His band compositions were divided into two distinct groups. First there was his circus music which was published by Barnhouse, Fillmore and Willis between 1909 and 1935. After he left the circus at the end of 1918, Richards began to compose music that appealed to· midwestern town bands and to school bands. In other words, Richards changed his style of composition for his second group that was published by Barnhouse, Fillmore and Willis, plus the Jenkins Music Company of Kansas City between 1920 and the early ’50s.

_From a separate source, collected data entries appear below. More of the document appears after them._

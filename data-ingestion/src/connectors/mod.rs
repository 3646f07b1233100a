pub mod memory;
pub mod rest;

pub use memory::{candles_from_closes, InMemoryProvider};
pub use rest::RestKlineConnector;
// In-memory candle provider
// Scripted candle windows for tests, replays and offline runs

use crate::markets::{MarketListing, MarketTicker};
use crate::provider::MarketDataProvider;
use common::{timeframe_millis, CandleRecord, FetchError};
use std::collections::{HashMap, HashSet};
use std::sync::atomic::{AtomicUsize, Ordering};
use std::time::Duration;
use tokio::sync::RwLock;

/// Candle provider backed by in-memory series
pub struct InMemoryProvider {
    series: RwLock<HashMap<(String, String), Vec<CandleRecord>>>,
    failing: RwLock<HashSet<String>>,
    latency: Option<Duration>,
    fetch_count: AtomicUsize,
    markets: RwLock<Vec<MarketTicker>>,
    /// Listing calls still to fail
    listing_failures: AtomicUsize,
}

impl InMemoryProvider {
    pub fn new() -> Self {
        Self {
            series: RwLock::new(HashMap::new()),
            failing: RwLock::new(HashSet::new()),
            latency: None,
            fetch_count: AtomicUsize::new(0),
            markets: RwLock::new(Vec::new()),
            listing_failures: AtomicUsize::new(0),
        }
    }

    /// Delay every fetch by `latency`
    pub fn with_latency(mut self, latency: Duration) -> Self {
        self.latency = Some(latency);
        self
    }

    /// Replace the whole series for (symbol, timeframe)
    pub async fn set_candles(&self, symbol: &str, timeframe: &str, mut candles: Vec<CandleRecord>) {
        candles.sort_by_key(|c| c.open_time);
        self.series
            .write()
            .await
            .insert((symbol.to_string(), timeframe.to_string()), candles);
    }

    /// Append a candle, replacing the last one if it has the same open time
    pub async fn push_candle(&self, candle: CandleRecord) {
        let mut series = self.series.write().await;
        let entry = series
            .entry((candle.symbol.clone(), candle.timeframe.clone()))
            .or_default();

        match entry.last_mut() {
            Some(last) if last.open_time == candle.open_time => *last = candle,
            _ => entry.push(candle),
        }
    }

    /// Make every fetch for `symbol` fail with a transport error
    pub async fn fail_symbol(&self, symbol: &str) {
        self.failing.write().await.insert(symbol.to_string());
    }

    pub async fn restore_symbol(&self, symbol: &str) {
        self.failing.write().await.remove(symbol);
    }

    pub fn fetch_count(&self) -> usize {
        self.fetch_count.load(Ordering::Relaxed)
    }

    /// Replace the contract listing
    pub async fn set_markets(&self, markets: Vec<MarketTicker>) {
        *self.markets.write().await = markets;
    }

    /// Fail the next `count` listing calls with a transport error
    pub fn fail_next_listings(&self, count: usize) {
        self.listing_failures.store(count, Ordering::Relaxed);
    }
}

impl Default for InMemoryProvider {
    fn default() -> Self {
        Self::new()
    }
}

#[async_trait::async_trait]
impl MarketDataProvider for InMemoryProvider {
    async fn fetch_candles(
        &self,
        symbol: &str,
        timeframe: &str,
        limit: usize,
    ) -> Result<Vec<CandleRecord>, FetchError> {
        self.fetch_count.fetch_add(1, Ordering::Relaxed);

        if let Some(latency) = self.latency {
            tokio::time::sleep(latency).await;
        }

        if self.failing.read().await.contains(symbol) {
            return Err(FetchError::Transport(format!("{} is unreachable", symbol)));
        }

        let series = self.series.read().await;
        let candles = series
            .get(&(symbol.to_string(), timeframe.to_string()))
            .map(|all| {
                let start = all.len().saturating_sub(limit);
                all[start..].to_vec()
            })
            .unwrap_or_default();

        Ok(candles)
    }

    fn name(&self) -> &str {
        "memory"
    }
}

#[async_trait::async_trait]
impl MarketListing for InMemoryProvider {
    async fn list_markets(&self) -> Result<Vec<MarketTicker>, FetchError> {
        let failing = self
            .listing_failures
            .fetch_update(Ordering::Relaxed, Ordering::Relaxed, |n| n.checked_sub(1))
            .is_ok();
        if failing {
            return Err(FetchError::Transport("market listing unavailable".to_string()));
        }
        Ok(self.markets.read().await.clone())
    }

    fn name(&self) -> &str {
        "memory"
    }
}

/// Build a candle series from a list of closes.
///
/// Each bar opens at the previous close and spans one `timeframe` interval
/// starting at `start_ts`.
pub fn candles_from_closes(symbol: &str, timeframe: &str, closes: &[f64], start_ts: i64) -> Vec<CandleRecord> {
    let step = timeframe_millis(timeframe).unwrap_or(3_600_000);
    let mut previous = closes.first().copied().unwrap_or_default();

    closes
        .iter()
        .enumerate()
        .map(|(i, &close)| {
            let open = previous;
            previous = close;
            CandleRecord {
                symbol: symbol.to_string(),
                timeframe: timeframe.to_string(),
                open_time: start_ts + i as i64 * step,
                open,
                high: open.max(close) * 1.001,
                low: open.min(close) * 0.999,
                close,
                volume: 1_000.0,
            }
        })
        .collect()
}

Two marches of Richards’ carry titles related to his native Wales. “Port Conway” relates to the town on the north coast of Wales near the mouth of the River Conway, the location of the famous Conway Castle. The other march is entitled “Cwmavon” which is the town where Richards was born. Unfortunately, there are two towns or villages by that name in southeastern Wales, neither far from Cardiff, being barely 40 miles apart and in adjacent counties. There is Cwmavon (County Monmouth) and Cwmavon (County Glamorgan), but Richards didn’t identify which in his title and there are many others, as well as other mines in both areas.
Popular marches of the later group by Richards include the following published by Barnhouse: “Great Plains” and “Waltonian” in 1928, “Pride of Missouri” in 1929, “Homecoming” in 1931, “Midwest” in 1932, “The Westerner” in 1934, “Shield of Liberty” in 1939, “Carry On to Victory” in 1942, “American Ranger” in 1944, “West of the Rockies” in 1946, and “Golden Bear” in 1948. There were two concert marches of note: “Emblem of Unity” of 1941 which was his most popular composition of later years, and “Crusade for Freedom” of 1951, both by Barnhouse. Then there was an overture of note entitled “Triumph of Alexander” that came out in 1936, and another in 1938 called “Charlemagne.” Finally back in 1933 a difficult cornet solo, “Sunbeam Caprice,” also from Barnhouse.
For school bands Richards composed the music for three march-size band folios: “Academy Band Book” by the Jenkins Music Company of Kansas City in 1934, and “Sweet Sixteen March Folio” Volume I and Volume II, both by Barnhouse. Also a single novelty march, “Susanna” in 1936.
J. J. Richards arranged considerable music for the C. L. Barnhouse Co. Most notable were “March of Time,” a march melody for the 50th Barnhouse Anniversary in 1936 and “March of Time No. 2” for the 55th anniversary in 1941.
J. J. Richards certainly earned the title, “All-American Bandmaster and Composer.”